# taz.de -- Korruption im Gandhi-Clan: Angriff auf das Herrscherhaus
       
       > Eine neue Antikorruptionspartei erschüttert die Verhältnisse in der
       > Herrscherfamilie. Die Reformversuche der Regierung verblassen.
       
 (IMG) Bild: Avind Kejriwal (l.) und der Anti-Korruptionsaktivist Anna Hazare (r.) auf einer Protestveranstaltung.
       
       DELHI taz | Ein Außenseiter macht in Indien Furore. Er legt sich mit den
       Allermächtigsten an. Keine indische Tageszeitung, auf der an diesem Morgen
       nicht das Bild des Sozialarbeiters Arvind Kejriwal prangt.
       
       Schon zum zweiten Mal innerhalb weniger Tage stand der schmächtige,
       schnauzbärtige Kejriwal am Abend zuvor vor einer Wand aus Kameras, um neue
       Geheimnisse über die korrupten Machenschaften von Robert Vadra, dem
       Schwiegersohn der regierenden Gandhi-Familie, rauszurücken.
       
       Ganz Indien scheint derzeit auf den 42-jährigen, ehemaligen Steuerbeamten
       zu hören. Der ist im Grunde ein Typ der alten Schule Mahatma Gandhis. Vor
       vielen Jahren gab Kejriwal seinen Regierungsjob als Steuerbeamter auf, um
       für die Rechte der armen Bevölkerung zu kämpfen.
       
       An diesem Wochenende rief er zum Boykott der Elektrizitätsrechnungen in
       Delhi auf und ließ sich filmen, wie er einen Armen-Haushalt mit einer
       selbstgebastelten Leitung illegal ans Stromnetz anschloss. „Mich sollen sie
       dafür verhaften“, sagte Kejriwal.
       
       ## Das kommt an bei den Leuten
       
       Das gefällt den Leuten. Denn sie haben kein Vertrauen in den Staat mehr.

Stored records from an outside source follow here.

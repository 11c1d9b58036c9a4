#![no_main]

use libfuzzer_sys::fuzz_target;
use mango_columnar::{Series, Value};

/// Bound the batch so a single input cannot drive very large allocations.
const MAX_INPUT_BYTES: usize = 64 * 1024;
const MAX_VALUES: usize = 4_096;

fuzz_target!(|data: &[u8]| {
    if data.is_empty() {
        return;
    }
    let data = &data[..data.len().min(MAX_INPUT_BYTES)];
    let selector = data[0];

    // One value per line; a line reading `null` is a null.
    let input = String::from_utf8_lossy(&data[1..]);
    let values: Vec<Value> = input
        .split('\n')
        .take(MAX_VALUES)
        .map(|field| match field {
            "null" => Value::Null,
            other => Value::from(other),
        })
        .collect();

    let infer_types = selector & 0b1 == 0;
    let Ok(mut series) = Series::from_values("fuzz", &values, None, infer_types) else {
        return;
    };
    assert_eq!(series.len(), values.len());

    let len = series.len();
    let offset = i64::from(selector >> 4) - 8;
    let length = usize::from(selector & 0b1110).min(len);
    if let Ok(sliced) = series.slice(offset, length) {
        assert_eq!(sliced.len(), length);
    }

    let mask: Vec<bool> = (0..len).map(|i| (i + usize::from(selector)) % 3 != 0).collect();
    let kept = mask.iter().filter(|m| **m).count();
    let filtered = series
        .filter(&Series::from_vec("mask", mask))
        .expect("mask has the series length");
    assert_eq!(filtered.len(), kept);
    assert_eq!(filtered.dtype(), series.dtype());

    let step = usize::from(selector % 5) + 1;
    let every = series.take_every(step).expect("step is at least 1");
    assert_eq!(every.len(), len.div_ceil(step));

    let before: Vec<Option<Value>> = series.iter().collect();
    series.rechunk();
    assert_eq!(series.iter().collect::<Vec<_>>(), before);
});
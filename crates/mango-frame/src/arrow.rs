//! Conversions between data frames and Arrow record batches.

use std::sync::Arc;

use arrow_array::{ArrayRef, RecordBatch};
use arrow_schema::{Field, Schema, SchemaRef};
use mango_columnar::arrow::{arrow_data_type, series_from_arrow_chunks, series_to_arrow};
use mango_columnar::ColumnarError;

use crate::error::Result;
use crate::frame::DataFrame;

/// The Arrow schema a frame is written with. Every field is nullable.
pub fn frame_schema(frame: &DataFrame) -> Schema {
    Schema::new(
        frame
            .columns()
            .iter()
            .map(|c| Field::new(c.name(), arrow_data_type(c.dtype()), true))
            .collect::<Vec<_>>(),
    )
}

pub fn frame_to_record_batch(frame: &DataFrame) -> Result<RecordBatch> {
    if frame.width() == 0 {
        return Err(ColumnarError::InvalidArgument(
            "a record batch needs at least one column".to_owned(),
        )
        .into());
    }
    let arrays: Vec<ArrayRef> = frame.columns().iter().map(series_to_arrow).collect();
    Ok(RecordBatch::try_new(Arc::new(frame_schema(frame)), arrays)?)
}

pub fn record_batch_to_frame(batch: &RecordBatch) -> Result<DataFrame> {
    record_batches_to_frame(batch.schema(), std::slice::from_ref(batch))
}

/// Build one frame from batches sharing `schema`. Column `i` of each batch becomes one
/// chunk of the `i`th series, so the frame keeps the batch boundaries.
pub fn record_batches_to_frame(schema: SchemaRef, batches: &[RecordBatch]) -> Result<DataFrame> {
    let columns = schema
        .fields()
        .iter()
        .enumerate()
        .map(|(idx, field)| {
            let arrays: Vec<ArrayRef> = batches.iter().map(|b| b.column(idx).clone()).collect();
            series_from_arrow_chunks(field.name().as_str(), field.data_type(), &arrays)
        })
        .collect::<mango_columnar::Result<Vec<_>>>()?;
    DataFrame::new(columns)
}
//! Reading CSV text into a [`DataFrame`].
//!
//! Every field is read as a string. Each column's strings are then resolved to one column
//! type, parsing numbers and booleans when [`CsvOptions::infer_types`] is set.

use std::fs::File;
use std::io::{BufReader, Read};
use std::path::Path;

use csv::StringRecord;
use mango_columnar::{ColumnType, Series, Value};

use crate::error::{FrameError, Result};
use crate::frame::DataFrame;

#[derive(Clone, Debug)]
pub struct CsvOptions {
    pub delimiter: u8,
    /// Take column names from the first record. Otherwise columns are named
    /// `column_1`, `column_2`, ...
    pub has_header: bool,
    /// Parse fields into `int64`, `float64` or `bool` when every field in a column allows it.
    pub infer_types: bool,
    /// Field spellings read as null, such as `""` or `"NA"`. Matched after trimming.
    pub null_values: Vec<String>,
    /// Strip leading and trailing whitespace from headers and fields.
    pub trim: bool,
}

impl Default for CsvOptions {
    fn default() -> Self {
        Self {
            delimiter: b',',
            has_header: true,
            infer_types: true,
            null_values: Vec::new(),
            trim: false,
        }
    }
}

pub fn read_csv_str(input: &str, options: CsvOptions) -> Result<DataFrame> {
    read_csv(input.as_bytes(), options)
}

pub fn read_csv_path(path: impl AsRef<Path>, options: CsvOptions) -> Result<DataFrame> {
    let file = File::open(path)?;
    read_csv(BufReader::new(file), options)
}

pub fn read_csv<R: Read>(reader: R, options: CsvOptions) -> Result<DataFrame> {
    let mut csv_reader = csv::ReaderBuilder::new()
        .delimiter(options.delimiter)
        // Headers are handled here so that header-less input and ragged rows share one path.
        .has_headers(false)
        .flexible(true)
        .trim(if options.trim {
            csv::Trim::All
        } else {
            csv::Trim::None
        })
        .from_reader(reader);

    let mut record = StringRecord::new();
    let mut record_index: u64 = 0;

    let mut names: Vec<String> = Vec::new();
    if options.has_header {
        let has_first = csv_reader
            .read_record(&mut record)
            .map_err(|e| map_csv_error(e, record_index + 1))?;
        if !has_first {
            return Err(FrameError::EmptyInput);
        }
        record_index += 1;
        names = record.iter().map(str::to_owned).collect();
    }

    let mut columns: Vec<Vec<Value>> = vec![Vec::new(); names.len()];
    let mut rows = 0usize;
    let mut ragged = 0usize;
    loop {
        record.clear();
        match csv_reader.read_record(&mut record) {
            Ok(false) => break,
            Ok(true) => record_index += 1,
            Err(e) => return Err(map_csv_error(e, record_index + 1)),
        }

        let expected = columns.len();
        if (options.has_header || rows > 0) && record.len() != expected {
            ragged += 1;
        }
        // A row wider than everything before it opens new columns, null-filled above.
        while columns.len() < record.len() {
            columns.push(vec![Value::Null; rows]);
        }
        for (idx, column) in columns.iter_mut().enumerate() {
            column.push(match record.get(idx) {
                Some(field) => field_value(field, &options.null_values),
                None => Value::Null,
            });
        }
        rows += 1;
    }

    if ragged > 0 {
        log::warn!(
            "{ragged} of {rows} csv rows had a different field count than the rows before them; missing fields read as null"
        );
    }
    if !options.has_header && rows == 0 {
        return Err(FrameError::EmptyInput);
    }

    let series = columns
        .into_iter()
        .enumerate()
        .map(|(idx, values)| {
            let name = names
                .get(idx)
                .cloned()
                .unwrap_or_else(|| format!("column_{}", idx + 1));
            build_series(name, &values, options.infer_types)
        })
        .collect::<Result<Vec<_>>>()?;

    DataFrame::new(series)
}

fn field_value(field: &str, null_values: &[String]) -> Value {
    if null_values.iter().any(|null| null.trim() == field.trim()) {
        Value::Null
    } else {
        Value::from(field)
    }
}

fn build_series(name: String, values: &[Value], infer_types: bool) -> Result<Series> {
    // Header-only input and all-null columns carry no type information; keep them as text.
    if values.iter().all(Value::is_null) {
        return Ok(Series::from_values_with_type(
            name,
            values,
            None,
            ColumnType::String,
        )?);
    }
    Ok(Series::from_values(name, values, None, infer_types)?)
}

fn map_csv_error(err: csv::Error, fallback_row: u64) -> FrameError {
    let reason = err.to_string();
    let pos = err.position().cloned();

    match err.into_kind() {
        csv::ErrorKind::Io(e) => FrameError::Io(e),
        _ => {
            let row = pos.map(|p| p.record() + 1).unwrap_or(fallback_row);
            FrameError::Csv { row, reason }
        }
    }
}
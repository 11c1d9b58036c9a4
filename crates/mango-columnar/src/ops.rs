#![forbid(unsafe_code)]

use crate::error::{ColumnarError, Result};
use crate::series::Series;
use crate::types::{ColumnType, Value};

impl Series {
    /// A zero-copy view of `length` elements starting at `offset`.
    ///
    /// A negative `offset` counts from the end, so `slice(-1, 1)` is the last element.
    pub fn slice(&self, offset: i64, length: usize) -> Result<Series> {
        let len = self.len();
        let out_of_range = || ColumnarError::SliceOutOfRange {
            offset,
            length,
            len,
        };

        let start = if offset < 0 {
            offset + len as i64
        } else {
            offset
        };
        if length > len || start < 0 || start as usize + length > len {
            return Err(out_of_range());
        }

        let mut skip = start as usize;
        let mut remaining = length;
        let mut windows = Vec::new();
        for view in self.chunks() {
            if remaining == 0 {
                break;
            }
            if skip >= view.len() {
                skip -= view.len();
                continue;
            }
            let take = (view.len() - skip).min(remaining);
            windows.push(view.window(skip, take));
            skip = 0;
            remaining -= take;
        }

        Ok(Series::from_views(
            self.name().to_owned(),
            self.dtype(),
            windows,
        ))
    }

    /// Keep the elements whose mask entry is `true`. Null mask entries count as `false`.
    ///
    /// The result is newly allocated and keeps this series' name and type.
    pub fn filter(&self, mask: &Series) -> Result<Series> {
        if mask.len() != self.len() {
            return Err(ColumnarError::LengthMismatch {
                expected: self.len(),
                actual: mask.len(),
            });
        }
        if mask.dtype() != ColumnType::Boolean {
            return Err(ColumnarError::MaskNotBoolean(mask.dtype()));
        }

        let mut values = Vec::new();
        let mut validity = Vec::new();
        for (keep, value) in mask.iter().zip(self.iter()) {
            if keep == Some(Value::Boolean(true)) {
                validity.push(value.is_some());
                values.push(value.unwrap_or(Value::Null));
            }
        }

        Series::from_values_with_type(self.name(), &values, Some(&validity), self.dtype())
    }

    /// Gather elements by position. A null index yields a null element.
    pub fn take(&self, indices: &Series) -> Result<Series> {
        if indices.dtype() != ColumnType::Int64 {
            return Err(ColumnarError::TypeMismatch {
                expected: ColumnType::Int64,
                actual: indices.dtype(),
            });
        }
        if indices.len() > self.len() {
            return Err(ColumnarError::LengthMismatch {
                expected: self.len(),
                actual: indices.len(),
            });
        }

        let mut values = Vec::with_capacity(indices.len());
        let mut validity = Vec::with_capacity(indices.len());
        for index in indices.iter() {
            let Some(Value::Int64(index)) = index else {
                values.push(Value::Null);
                validity.push(false);
                continue;
            };
            let position = usize::try_from(index).map_err(|_| ColumnarError::OutOfRange {
                index,
                len: self.len(),
            })?;
            let value = self.value(position)?;
            validity.push(value.is_some());
            values.push(value.unwrap_or(Value::Null));
        }

        Series::from_values_with_type(self.name(), &values, Some(&validity), self.dtype())
    }

    /// Every `n`th element, starting with the first.
    pub fn take_every(&self, n: usize) -> Result<Series> {
        match n {
            0 => Err(ColumnarError::InvalidArgument(
                "take_every step must be at least 1".to_owned(),
            )),
            1 => Ok(self.clone()),
            _ => {
                let mask: Vec<bool> = (0..self.len()).map(|i| i % n == 0).collect();
                self.filter(&Series::from_vec("", mask))
            }
        }
    }
}
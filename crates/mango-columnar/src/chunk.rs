#![forbid(unsafe_code)]

use std::sync::Arc;

use crate::bitmap::BitVec;
use crate::convert::Primitive;
use crate::error::{ColumnarError, Result};
use crate::types::{ColumnType, Value};

/// Value buffer of a chunk, one variant per column type.
#[derive(Clone, Debug, PartialEq)]
pub enum ChunkData {
    String(Vec<Arc<str>>),
    Float64(Vec<f64>),
    Boolean(BitVec),
    Int64(Vec<i64>),
}

impl ChunkData {
    pub fn len(&self) -> usize {
        match self {
            ChunkData::String(v) => v.len(),
            ChunkData::Float64(v) => v.len(),
            ChunkData::Boolean(v) => v.len(),
            ChunkData::Int64(v) => v.len(),
        }
    }

    pub fn is_empty(&self) -> bool {
        self.len() == 0
    }

    pub fn column_type(&self) -> ColumnType {
        match self {
            ChunkData::String(_) => ColumnType::String,
            ChunkData::Float64(_) => ColumnType::Float64,
            ChunkData::Boolean(_) => ColumnType::Boolean,
            ChunkData::Int64(_) => ColumnType::Int64,
        }
    }

    fn value(&self, index: usize) -> Value {
        match self {
            ChunkData::String(v) => Value::String(v[index].clone()),
            ChunkData::Float64(v) => Value::Float64(v[index]),
            ChunkData::Boolean(v) => Value::Boolean(v.get(index)),
            ChunkData::Int64(v) => Value::Int64(v[index]),
        }
    }
}

/// An immutable block of values of one type plus their validity.
#[derive(Clone, Debug, PartialEq)]
pub struct Chunk {
    data: ChunkData,
    /// `None` when every element is valid.
    validity: Option<BitVec>,
}

impl Chunk {
    pub fn new(data: ChunkData, validity: Option<BitVec>) -> Result<Self> {
        if let Some(bits) = &validity {
            if bits.len() != data.len() {
                return Err(ColumnarError::LengthMismatch {
                    expected: data.len(),
                    actual: bits.len(),
                });
            }
        }
        let validity = validity.filter(|bits| !bits.all_true());
        Ok(Self { data, validity })
    }

    pub fn empty(column_type: ColumnType) -> Self {
        let data = match column_type {
            ColumnType::String => ChunkData::String(Vec::new()),
            ColumnType::Float64 => ChunkData::Float64(Vec::new()),
            ColumnType::Boolean => ChunkData::Boolean(BitVec::new()),
            ColumnType::Int64 => ChunkData::Int64(Vec::new()),
        };
        Self {
            data,
            validity: None,
        }
    }

    /// Build an all-valid chunk from native values.
    pub fn from_vec<T: Primitive>(values: Vec<T>) -> Self {
        Self {
            data: T::into_data(values),
            validity: None,
        }
    }

    /// Build a chunk from native values where `None` marks a null.
    pub fn from_options<T: Primitive>(values: Vec<Option<T>>) -> Self {
        let validity: BitVec = values.iter().map(Option::is_some).collect();
        let values = values
            .into_iter()
            .map(|v| v.unwrap_or_else(T::zero))
            .collect();
        Self {
            data: T::into_data(values),
            validity: (!validity.all_true()).then_some(validity),
        }
    }

    pub fn len(&self) -> usize {
        self.data.len()
    }

    pub fn is_empty(&self) -> bool {
        self.data.is_empty()
    }

    pub fn column_type(&self) -> ColumnType {
        self.data.column_type()
    }

    pub fn data(&self) -> &ChunkData {
        &self.data
    }

    pub fn validity(&self) -> Option<&BitVec> {
        self.validity.as_ref()
    }

    pub fn is_valid(&self, index: usize) -> bool {
        self.validity.as_ref().map_or(true, |bits| bits.get(index))
    }

    pub fn null_count(&self) -> usize {
        self.validity.as_ref().map_or(0, BitVec::count_zeros)
    }

    /// The element at `index`, or `None` when it is null.
    pub fn value(&self, index: usize) -> Option<Value> {
        self.is_valid(index).then(|| self.data.value(index))
    }

    pub fn get<T: Primitive>(&self, index: usize) -> Option<T> {
        if !self.is_valid(index) {
            return None;
        }
        T::get(&self.data, index)
    }
}

/// A contiguous window into a shared [`Chunk`].
///
/// Slicing a series only narrows windows; the chunk values themselves are never copied.
#[derive(Clone, Debug)]
pub struct ChunkView {
    chunk: Arc<Chunk>,
    offset: usize,
    len: usize,
}

impl ChunkView {
    pub(crate) fn new(chunk: Arc<Chunk>) -> Self {
        let len = chunk.len();
        Self {
            chunk,
            offset: 0,
            len,
        }
    }

    pub(crate) fn window(&self, offset: usize, len: usize) -> Self {
        debug_assert!(offset + len <= self.len, "chunk window out of bounds");
        Self {
            chunk: Arc::clone(&self.chunk),
            offset: self.offset + offset,
            len,
        }
    }

    pub fn len(&self) -> usize {
        self.len
    }

    pub fn is_empty(&self) -> bool {
        self.len == 0
    }

    /// Position of this window inside the backing chunk.
    pub fn offset(&self) -> usize {
        self.offset
    }

    pub fn chunk(&self) -> &Arc<Chunk> {
        &self.chunk
    }

    pub fn column_type(&self) -> ColumnType {
        self.chunk.column_type()
    }

    pub fn is_valid(&self, index: usize) -> bool {
        self.chunk.is_valid(self.offset + index)
    }

    pub fn null_count(&self) -> usize {
        match self.chunk.validity() {
            None => 0,
            Some(_) if self.offset == 0 && self.len == self.chunk.len() => {
                self.chunk.null_count()
            }
            Some(_) => (0..self.len).filter(|&i| !self.is_valid(i)).count(),
        }
    }

    pub fn value(&self, index: usize) -> Option<Value> {
        self.chunk.value(self.offset + index)
    }

    pub fn get<T: Primitive>(&self, index: usize) -> Option<T> {
        self.chunk.get(self.offset + index)
    }

    pub fn iter(&self) -> impl Iterator<Item = Option<Value>> + '_ {
        (0..self.len).map(move |i| self.value(i))
    }
}
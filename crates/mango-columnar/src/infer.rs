#![forbid(unsafe_code)]

//! Column type resolution for batches of untyped values.
//!
//! Every value contributes a set of candidate types; the batch resolves to the most
//! specific type (see [`ColumnType::PREFERENCE`]) that is a candidate for all of its values.

use crate::convert::parse_bool;
use crate::error::{ColumnarError, Result};
use crate::types::{ColumnType, Value};

/// A set of column types, stored as a bitmask.
#[derive(Clone, Copy, Debug, Default, PartialEq, Eq)]
pub struct TypeSet(u8);

impl TypeSet {
    pub const EMPTY: TypeSet = TypeSet(0);
    pub const ALL: TypeSet = TypeSet(0b1111);

    fn bit(ty: ColumnType) -> u8 {
        match ty {
            ColumnType::String => 0b0001,
            ColumnType::Float64 => 0b0010,
            ColumnType::Boolean => 0b0100,
            ColumnType::Int64 => 0b1000,
        }
    }

    pub fn of(types: &[ColumnType]) -> Self {
        types.iter().fold(Self::EMPTY, |set, ty| set.with(*ty))
    }

    #[must_use]
    pub fn with(self, ty: ColumnType) -> Self {
        TypeSet(self.0 | Self::bit(ty))
    }

    pub fn contains(self, ty: ColumnType) -> bool {
        self.0 & Self::bit(ty) != 0
    }

    #[must_use]
    pub fn intersect(self, other: TypeSet) -> Self {
        TypeSet(self.0 & other.0)
    }

    pub fn is_empty(self) -> bool {
        self.0 == 0
    }

    /// The most specific member of the set.
    pub fn preferred(self) -> Option<ColumnType> {
        ColumnType::PREFERENCE
            .iter()
            .copied()
            .find(|ty| self.contains(*ty))
    }
}

/// Types a value could be stored as when string parsing is allowed.
pub fn inferred_candidates(value: &Value) -> TypeSet {
    match value {
        Value::String(s) => {
            let mut set = TypeSet::EMPTY.with(ColumnType::String);
            if s.parse::<i64>().is_ok() {
                set = set.with(ColumnType::Int64);
            }
            if s.parse::<f64>().is_ok() {
                set = set.with(ColumnType::Float64);
            }
            if parse_bool(s).is_some() {
                set = set.with(ColumnType::Boolean);
            }
            set
        }
        Value::Float64(_) => TypeSet::of(&[ColumnType::Float64]),
        Value::Boolean(_) => TypeSet::of(&[
            ColumnType::Boolean,
            ColumnType::Int64,
            ColumnType::Float64,
        ]),
        Value::Int64(_) => TypeSet::of(&[ColumnType::Int64, ColumnType::Float64]),
        Value::Null | Value::Optional(None) => TypeSet::ALL,
        Value::Optional(Some(inner)) => inferred_candidates(inner),
    }
}

/// Types a value could be stored as without any coercion: just its own.
pub fn extracted_candidates(value: &Value) -> TypeSet {
    match value.native_type() {
        Some(ty) => TypeSet::EMPTY.with(ty),
        None => TypeSet::ALL,
    }
}

fn resolve(values: &[Value], candidates: fn(&Value) -> TypeSet) -> Result<ColumnType> {
    if values.is_empty() {
        return Err(ColumnarError::TypeInference(
            "cannot infer a type from an empty batch".to_owned(),
        ));
    }

    let mut common = TypeSet::ALL;
    for (idx, value) in values.iter().enumerate() {
        common = common.intersect(candidates(value));
        if common.is_empty() {
            return Err(ColumnarError::TypeInference(format!(
                "no type is shared by all values (first conflict at position {idx}: {value:?})"
            )));
        }
    }

    common
        .preferred()
        .ok_or_else(|| ColumnarError::TypeInference("no preferred type in common".to_owned()))
}

/// Resolve the column type of a batch, parsing strings into numbers and booleans
/// where every value allows it.
///
/// ```
/// use mango_columnar::{infer_column_type, ColumnType, Value};
///
/// let values = vec![Value::from("1"), Value::from("2"), Value::Null];
/// assert_eq!(infer_column_type(&values).unwrap(), ColumnType::Int64);
/// ```
pub fn infer_column_type(values: &[Value]) -> Result<ColumnType> {
    resolve(values, inferred_candidates)
}

/// Resolve the column type of a batch whose values are already well typed.
///
/// Unlike [`infer_column_type`] no string is ever parsed.
pub fn extract_column_type(values: &[Value]) -> Result<ColumnType> {
    resolve(values, extracted_candidates)
}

       Stromrechnungen schnellen unangekündigt in die Höhe. Die Inflationsrate ist
       fast zweistellig. Gerade hat die Regierung Dieselbenzin- und
       Kochgassubventionen gestrichen. Und jetzt auch noch das: Korruption im
       Hause Gandhi.
       
       Kejriwal hatte seine Attacke gegen das Herrscherhaus gut vorbereitet.
       Bisher war er stets der zweite Mann gewesen, der in der Öffentlichkeit
       hinter dem alten Bauernführer Anna Hazare stand. Hazare hatte im
       vergangenen Jahr mit seinen Fastenaktionen für ein neues
       Anti-Korruptionsgesetz ganz Indien bewegt. Doch bisher erfolglos. Das
       Parlament zerstritt sich, das von allen Parteien versprochene Gesetz kam
       nie zu Stande.
       
       Deshalb will Kejriwal heute im Gegensatz zu Hazare in die Politik
       einsteigen. Der bisherige Adjudant kündigte vor kurzem die Gründung einer
       neuen Anti-Korruptionspartei unter seiner Führung an. Die Gründe für die
       neue Partei lieferte er mit seiner Anklage gegen die Gandhis. Endlich müsse
       es einer wagen, gegen die Korruption auf allen Ebenen, auch an der
       Staatsspitze vorzugehen.
       
       ## Glückloser Gandhi
       
       Die Gandhis stehen nun schlecht da. Mehrere unabhängige Medien, sogar der
       seriöse Hindu und die sonst regierungsnahe, größte englische Tageszeitung
       der Welt Times of India, haben sich bereits hinter die Forderungen
       Kejriwals nach einer Offenlegung der Geschäftsverhältnisse Vadras gestellt.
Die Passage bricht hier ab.